Punti di vista (al femminile) & soffitti di cristallo: cinque registe a confronto e un seminario per discutere di differenze e discriminazioni davanti e dietro alla macchina da presa in una società in forte evoluzione, con le testimonianze (tra le altre) di Mireia Ros, Judith Colell, Elisabet Cabeza e Mar Coll. di Anna Brotzu
Una rosa di cinque film per la “Muestra de Directoras de Cine de Catalunya”: con la mini rassegna a tema curata da Montserrat Alcoverro (volto noto del piccolo e grande schermo, nonché interprete teatrale) il II Festival del Cinema Spagnolo a Cagliari ha messo a fuoco un aspetto interessante e talvolta misconosciuto della fioritura culturale iberica, il lato più squisitamente femminile della decima musa. Il ciclo visionario espressamente dedicato alla realtà catalana, in una terra che ha molteplici legami storici (e linguistici) con la Sardegna e punta alla valorizzazione delle identità e della cultura delle minoranze in un'Europa delle regioni, ha offerto, spiega la Alcoverro, «una panoramica, la più rappresentativa possibile, sul lavoro di registe con grande esperienza e giovanissime, spaziando dalla fiction al documentario». E apre il dibattito sulla “différence”: Judith Colell (regista di cinema e teatro, produttrice e insegnante), che firma l'intenso “53 días de invierno”, nell'intrecciarsi di drammi individuali per un affresco corale, ribadisce che «per me non esiste una distinzione di genere, ma di sensibilità individuale, nel modo di raccontare una storia».
''El triunfo''Semmai problemi “oggettivi” di natura sociale: «per fortuna non ho figli» scherza Mireia Ros, l'autrice de “El Triunfo”, una «storia di mafia a ritmo di rumba», approdata dietro la macchina da presa dopo una lunga esperienza d'attrice fra cinema, teatro e televisione (mentre la produttrice Marta Figueras entra nel merito delle scelte, nel difficile equilibrio tra arte e mercato).
E poi quell'invisibile ma (quasi) infrangibile «techo de cristal che riguarda anche il mondo del teatro: è difficilissimo portare sulla scena opere di scrittrici e drammaturghe; sarà un caso, ma registi e direttori di teatri sono per lo più uomini, come produttori e registi nel cinema» sottolinea la Alcoverro.

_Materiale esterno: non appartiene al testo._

use std::time::Instant;

#[derive(Debug, Clone, PartialEq, Eq)]
pub enum Msg {
    /// User edited the URL input box.
    InputChanged(String),
    /// User submitted the current URL.
    SubmitClicked,
    /// User clicked Clear Results.
    ClearClicked,
    /// User clicked a copy control.
    CopyClicked {
        target: crate::CopyTarget,
        at: Instant,
    },
    /// A copy revert timer fired.
    CopyExpired {
        target: crate::CopyTarget,
        generation: u64,
    },
    /// The loading animation produced a new label.
    ScrambleFrame { generation: u64, text: String },
    /// The summarization service answered with a usable payload.
    RequestSucceeded {
        request_id: crate::RequestId,
        result: crate::SummaryResult,
    },
    /// The request failed; `message` is the service-provided text, if any.
    RequestFailed {
        request_id: crate::RequestId,
        message: Option<String>,
    },
    /// UI/render tick carrying the current time.
    Tick { now: Instant },
    /// Fallback for placeholder wiring.
    NoOp,
}
use crate::{
    validate_url, AppState, CopyTarget, Effect, Msg, RequestId, RequestState, SummaryResult,
    COPY_CONFIRM_DURATION, GENERIC_FAILURE_MESSAGE, LOADING_LABEL, SCRAMBLE_INTERVAL,
    URL_ERROR_MESSAGE,
};

/// Pure update function: applies a message to state and returns any effects.
pub fn update(mut state: AppState, msg: Msg) -> (AppState, Vec<Effect>) {
    let effects = match msg {
        Msg::InputChanged(url) => {
            // Empty input only disables submit; it is never flagged.
            let url_error = if !url.is_empty() && !validate_url(&url) {
                Some(URL_ERROR_MESSAGE.to_string())
            } else {
                None
            };
            state.set_url(url, url_error);
            Vec::new()
        }
        Msg::SubmitClicked => {
            if !state.can_submit() {
                return (state, Vec::new());
            }
            let url = state.url().to_string();
            let (request_id, generation) = state.begin_request();
            vec![
                Effect::CancelCopyReverts,
                Effect::StartScramble {
                    generation,
                    target: LOADING_LABEL.to_string(),
                    interval: SCRAMBLE_INTERVAL,
                },
                Effect::SubmitRequest { request_id, url },
            ]
        }
        Msg::RequestSucceeded { request_id, result } => {
            settle(&mut state, request_id, RequestState::Succeeded(result))
        }
        Msg::RequestFailed {
            request_id,
            message,
        } => {
            let message = message
                .filter(|text| !text.trim().is_empty())
                .unwrap_or_else(|| GENERIC_FAILURE_MESSAGE.to_string());
            settle(&mut state, request_id, RequestState::Failed(message))
        }
        Msg::ClearClicked => {
            state.reset();
            vec![Effect::StopScramble, Effect::CancelCopyReverts]
        }
        Msg::ScrambleFrame { generation, text } => {
            state.apply_scramble_frame(generation, text);
            Vec::new()
        }
        Msg::CopyClicked { target, at } => {
            let text = match state.request() {
                RequestState::Succeeded(result) => copy_text(result, target),
                _ => return (state, Vec::new()),
            };
            let generation = state.copier_mut().confirm(target, at);
            state.mark_dirty();
            vec![
                Effect::CopyToClipboard { target, text },
                Effect::ScheduleCopyRevert {
                    target,
                    generation,
                    after: COPY_CONFIRM_DURATION,
                },
            ]
        }
        Msg::CopyExpired { target, generation } => {
            if state.copier_mut().expire(target, generation) {
                state.mark_dirty();
            }
            Vec::new()
        }
        Msg::Tick { now } => {
            if state.copier_mut().sweep(now) {
                state.mark_dirty();
            }
            Vec::new()
        }
        Msg::NoOp => Vec::new(),
    };

    (state, effects)
}

fn settle(state: &mut AppState, request_id: RequestId, outcome: RequestState) -> Vec<Effect> {
    if state.settle(request_id, outcome) {
        vec![Effect::StopScramble]
    } else {
        Vec::new()
    }
}

fn copy_text(result: &SummaryResult, target: CopyTarget) -> String {
    match target {
        CopyTarget::Summary => result.summary.trim().to_string(),
        CopyTarget::KeyPoints => result
            .key_points
            .iter()
            .map(|point| format!("- {point}"))
            .collect::<Vec<_>>()
            .join("\n"),
    }
}
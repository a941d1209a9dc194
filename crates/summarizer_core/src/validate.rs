use once_cell::sync::Lazy;
use regex::Regex;

// Optional http(s) scheme, dotted host, 2-6 char final label, optional /path.
// IP hosts and ports are rejected; this is an approximation of URL syntax.
static URL_PATTERN: Lazy<Regex> = Lazy::new(|| {
    Regex::new(r"^(https?://)?([\da-z.-]+)\.([a-z.]{2,6})(/[/\w .-]*)?$")
        .expect("URL pattern compiles")
});

/// Returns whether `candidate` looks like a well-formed article URL.
///
/// Callers handle the empty string themselves: an empty input disables
/// submission but is never flagged as invalid.
pub fn validate_url(candidate: &str) -> bool {
    URL_PATTERN.is_match(candidate)
}
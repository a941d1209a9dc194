//! Summarizer engine: outbound request and timer execution for the core's effects.
mod client;
mod engine;
mod scramble;
mod timers;
mod types;

pub use client::{classify_response, ClientSettings, ReqwestSummaryClient, SummaryClient};
pub use engine::EngineHandle;
pub use scramble::{ScrambleAnimator, ScrambleFrames, SCRAMBLE_ALPHABET, TICKS_PER_CHAR};
pub use timers::ExpiryTimers;
pub use types::{EngineEvent, FailureKind, RequestId, SummarizeError, SummaryPayload};
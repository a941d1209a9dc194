use std::time::Duration;

use engine_logging::engine_debug;
use rand::rngs::StdRng;
use rand::{Rng, SeedableRng};
use tokio::task::JoinHandle;
use tokio::time::{interval_at, Instant, MissedTickBehavior};
use tokio_util::sync::CancellationToken;

/// Symbols substituted for characters that are not revealed yet.
pub const SCRAMBLE_ALPHABET: &[char] = &[
    'Σ', '@', '#', '$', '%', '^', '*', '(', ')', '[', ']', '{', '}', ';', ':', ',', '.', '?', '/',
    '~',
];

/// Ticks spent on each character before it is revealed.
pub const TICKS_PER_CHAR: usize = 2;

/// Frame generator for the loading label.
///
/// Characters are revealed left to right, one every [`TICKS_PER_CHAR`] ticks.
/// Positions not revealed yet show a random symbol. After the whole target has
/// been shown the cycle starts over.
#[derive(Debug, Clone)]
pub struct ScrambleFrames {
    target: Vec<char>,
    tick: usize,
}

impl ScrambleFrames {
    pub fn new(target: &str) -> Self {
        Self {
            target: target.chars().collect(),
            tick: 0,
        }
    }

    #[cfg(test)]
    fn tick(&self) -> usize {
        self.tick
    }

    pub fn revealed_len(&self) -> usize {
        self.tick.div_ceil(TICKS_PER_CHAR).min(self.target.len())
    }

    pub fn next_frame<R: Rng + ?Sized>(&mut self, rng: &mut R) -> String {
        let revealed = self.revealed_len();
        let frame = self
            .target
            .iter()
            .enumerate()
            .map(|(index, &ch)| {
                if index < revealed {
                    ch
                } else {
                    SCRAMBLE_ALPHABET[rng.gen_range(0..SCRAMBLE_ALPHABET.len())]
                }
            })
            .collect();

        self.tick += 1;
        if self.tick >= self.target.len() * TICKS_PER_CHAR {
            self.tick = 0;
        }
        frame
    }
}

struct RunningScramble {
    cancel: CancellationToken,
    task: JoinHandle<()>,
}

/// Owns the repeating timer that feeds [`ScrambleFrames`] to a callback.
///
/// At most one animation runs per animator: `start` replaces a running one.
/// `stop` is idempotent and dropping the animator stops it.
#[derive(Default)]
pub struct ScrambleAnimator {
    running: Option<RunningScramble>,
}

impl ScrambleAnimator {
    pub fn new() -> Self {
        Self::default()
    }

    /// Starts emitting frames every `interval`, the first one after one
    /// interval has elapsed. Must be called from within a tokio runtime.
    pub fn start<F>(&mut self, target: &str, interval: Duration, mut on_frame: F)
    where
        F: FnMut(String) + Send + 'static,
    {
        self.stop();

        let period = interval.max(Duration::from_millis(1));
        let cancel = CancellationToken::new();
        let token = cancel.clone();
        let mut frames = ScrambleFrames::new(target);
        let mut rng = StdRng::from_entropy();

        let task = tokio::spawn(async move {
            let mut ticker = interval_at(Instant::now() + period, period);
            ticker.set_missed_tick_behavior(MissedTickBehavior::Skip);
            loop {
                tokio::select! {
                    biased;
                    _ = token.cancelled() => break,
                    _ = ticker.tick() => on_frame(frames.next_frame(&mut rng)),
                }
            }
        });

        engine_debug!("scramble started target_len={} period={:?}", target.len(), period);
        self.running = Some(RunningScramble { cancel, task });
    }

    pub fn stop(&mut self) {
        if let Some(running) = self.running.take() {
            running.cancel.cancel();
            running.task.abort();
            engine_debug!("scramble stopped");
        }
    }

    #[cfg(test)]
    fn is_running(&self) -> bool {
        self.running.is_some()
    }
}

impl Drop for ScrambleAnimator {
    fn drop(&mut self) {
        self.stop();
    }
}
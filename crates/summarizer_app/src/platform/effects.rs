use std::sync::mpsc;
use std::thread;

use engine_logging::{engine_debug, engine_info, engine_warn};
use summarizer_core::{CopyTarget, Effect, Msg, SummaryResult};
use summarizer_engine::{EngineEvent, EngineHandle, SummaryPayload};

use super::clipboard::ClipboardSink;

pub struct EffectRunner {
    engine: EngineHandle,
    clipboard: Box<dyn ClipboardSink>,
}

impl EffectRunner {
    pub fn new(
        engine: EngineHandle,
        events: mpsc::Receiver<EngineEvent>,
        clipboard: Box<dyn ClipboardSink>,
        msg_tx: mpsc::Sender<Msg>,
    ) -> Self {
        spawn_event_loop(events, msg_tx);
        Self { engine, clipboard }
    }

    pub fn run(&mut self, effects: Vec<Effect>) {
        for effect in effects {
            match effect {
                Effect::SubmitRequest { request_id, url } => {
                    self.engine.summarize(request_id, url);
                }
                Effect::StartScramble {
                    generation,
                    target,
                    interval,
                } => {
                    engine_debug!("StartScramble generation={}", generation);
                    self.engine.start_scramble(generation, target, interval);
                }
                Effect::StopScramble => self.engine.stop_scramble(),
                Effect::CopyToClipboard { target, text } => {
                    engine_info!("Copy {} chars={}", target.key(), text.chars().count());
                    if let Err(err) = self.clipboard.write_text(&text) {
                        engine_warn!("Copy {} failed: {}", target.key(), err);
                    }
                }
                Effect::ScheduleCopyRevert {
                    target,
                    generation,
                    after,
                } => {
                    self.engine.schedule_expiry(target.key(), generation, after);
                }
                Effect::CancelCopyReverts => self.engine.cancel_expiries(),
            }
        }
    }
}

fn spawn_event_loop(events: mpsc::Receiver<EngineEvent>, msg_tx: mpsc::Sender<Msg>) {
    thread::spawn(move || {
        for event in events {
            let Some(msg) = map_event(event) else {
                continue;
            };
            if msg_tx.send(msg).is_err() {
                break;
            }
        }
    });
}

pub(crate) fn map_event(event: EngineEvent) -> Option<Msg> {
    match event {
        EngineEvent::RequestSettled { request_id, result } => Some(match result {
            Ok(payload) => Msg::RequestSucceeded {
                request_id,
                result: map_payload(payload),
            },
            Err(err) => Msg::RequestFailed {
                request_id,
                message: err.service_message().map(ToOwned::to_owned),
            },
        }),
        EngineEvent::ScrambleFrame { generation, text } => {
            Some(Msg::ScrambleFrame { generation, text })
        }
        EngineEvent::ExpiryElapsed { key, generation } => match CopyTarget::from_key(&key) {
            Some(target) => Some(Msg::CopyExpired { target, generation }),
            None => {
                engine_warn!("Expiry for unknown copy target {:?}", key);
                None
            }
        },
    }
}

fn map_payload(payload: SummaryPayload) -> SummaryResult {
    SummaryResult {
        summary: payload.summary,
        key_points: payload.key_points,
        accuracy_score: payload.accuracy_score,
    }
}
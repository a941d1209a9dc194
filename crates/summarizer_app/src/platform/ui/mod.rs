pub mod constants;
pub mod keys;
pub mod render;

In realtà «il progetto della mostra sulle directoras nasce come reazione a un'ingiustizia» (vedi il pezzo di Pia Brancadori, ndr) ma ne è scaturita «l'occasione per aprire un dialogo tra generazioni, uno scambio di vissuti, di esperienze, di considerazioni sullo stato dell'arte, sul cinema in Catalogna e in Spagna (e nel mondo) oggi e sul senso di questo lavoro anche come strumento d'indagine sulla società, le relazioni e i conflitti, attraverso la rilettura del passato o l'invenzione del futuro, sui percorsi che ciascuna ha compiuto per affermarsi professionalmente e sulle opportunità del presente».
''Mascares''In questo appaiono significative le esperienze di Elisabet Cabeza, che in “Mascaras”, a 4 mani con Esteve Riambau, sembra aver fuso la duplice inclinazione di giornalista e regista creando un singolare documentario/intervista (meta)cinematografico sulla nascita di uno spettacolo e la metamorfosi di un attore (l'ottimo Josep Maria Pou) in personaggio e della giovanissima Mar Coll, vincitrice del Premio Goya per l'opera prima con “Tre giorni con la famiglia” sul passaggio dall'adolescenza all'età adulta. Non solo e non tanto per la qualità dei film quanto per l'opportunità offerta a due giovani artiste di portare avanti il proprio progetto: la scelta insomma di puntare sull'intelligenza e sul talento, e investire sulla cultura.
Questione complessa all'ombra della crisi che ci sovrasta, e che al di qua dalle Alpi sembra imporre scelte drastiche quanto discusse e discutibili, e non elimina l'aspetto più crudo della différence, quello delle violenze di genere, oltre al soffitto di cristallo che insieme ad altre perfino più feroci discriminazioni ha sollecitato la creazione di un Ministero, commissioni e uffici per le Pari Opportunità.
 
Josefina MolinaChe il mondo in cui viviamo fosse ben lungi dall'essere perfetto già si sapeva, ma magari sulle note di quella movida musicale della Barcellona di “B-Side” di Eva Vila si può ancora sperare di migliorarlo, magari come la Catalogna scommettendo sui giovani e le giovani registe.   E per restare nell'ambito del femminile, seguendo il filo rosa che ha attraversato il Festival del Cinema Spagnolo firmato EXIT (inaugurato dall'eclettica Victoria Abril e culminato nella tavola rotonda descritta da Pia Brancadori), Montserrat Alcoverro ricorda «una pioniera, Josefina Molina, una donna meravigliosa, membro d'onore dell'associazione delle cineaste, molto combattiva e consapevole della situazione della donna, degli ostacoli, dall'educazione al contesto sociale, che ne hanno reso difficile il cammino professionale». Se Mar Coll ha potuto conquistare il Goya senza avvertire il peso di quella tradizione, senza discriminazioni di genere, è forse merito di donne coraggiose e all'avanguardia per il loro tempo come la Molina (nata a Cordoba nel 1936), da sempre impegnata sul fronte della parità.